What is needed -
Among the records that follow, find each line holding the word "struct" and copy it.
>>>
//! File payload storage.
//!
//! Payload bytes live in the region's block pool as one contiguous run of
//! 4 KiB blocks per file; the owning node records the extent
//! (`data_start`, `data_blocks`, `storage_bytes`, `COMPRESSED`). Block
//! accounting is an in-memory bitmap rebuilt on attach by scanning live
//! nodes, the same way the string-table index is rebuilt.
//!
//! Every file has its own reader-writer lock, separate from the node
//! lock: readers of one file never contend with writers of another, and
//! the node lock is only taken briefly to publish new metadata.

use std::collections::HashMap;
use std::sync::Arc;

use parking_lot::Mutex;
use parking_lot::RwLock;

use crate::arena::NodeFlags;
use crate::arena::RawNode;
use crate::compress;
use crate::config::BLOCK_SIZE;
use crate::errors::FsError;
use crate::errors::FsResult;
use crate::region::Region;
use crate::tree::Tree;
use crate::tree::unix_now;

/// Hard ceiling on one file: extent bookkeeping is 32-bit.
const MAX_FILE_SIZE: u64 = u32::MAX as u64;

struct BlockMap {
    words: Vec<u64>,
    blocks: u32,
}

impl BlockMap {
    fn new(blocks: u32) -> BlockMap {
        BlockMap {
            words: vec![0; blocks.div_ceil(64) as usize],
            blocks,
        }
    }

    fn is_set(&self, block: u32) -> bool {
        self.words[(block / 64) as usize] & (1u64 << (block % 64)) != 0
    }

    fn set(&mut self, block: u32) {
        self.words[(block / 64) as usize] |= 1u64 << (block % 64);
    }

    fn clear(&mut self, block: u32) {
        self.words[(block / 64) as usize] &= !(1u64 << (block % 64));
    }

    fn mark_run(&mut self, start: u32, len: u32) {
        for block in start..start + len {
            self.set(block);
        }
    }

    fn free_run(&mut self, start: u32, len: u32) {
        for block in start..start.saturating_add(len).min(self.blocks) {
            self.clear(block);
        }
    }

    /// First-fit search for `len` contiguous free blocks.
    fn alloc_run(&mut self, len: u32) -> Option<u32> {
        if len == 0 || len > self.blocks {
            return None;
        }
        let mut run_start = 0u32;
        let mut run_len = 0u32;
        for block in 0..self.blocks {
            if self.is_set(block) {
                run_start = block + 1;
                run_len = 0;
                continue;
            }
            run_len += 1;
            if run_len == len {
                self.mark_run(run_start, len);
                return Some(run_start);
            }
        }
        None
    }

    fn free_count(&self) -> u32 {
        let set: u32 = self.words.iter().map(|w| w.count_ones()).sum();
        self.blocks - set
    }
}

/// Per-inode payload records over the block pool.
pub struct PayloadStore {
    region: Arc<Region>,
    pool_off: usize,
    pool_blocks: u32,
    threshold: u32,
    bitmap: Mutex<BlockMap>,
    locks: RwLock<HashMap<u32, Arc<RwLock<()>>>>,
}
<<<
The answer -
struct BlockMap {
pub struct PayloadStore {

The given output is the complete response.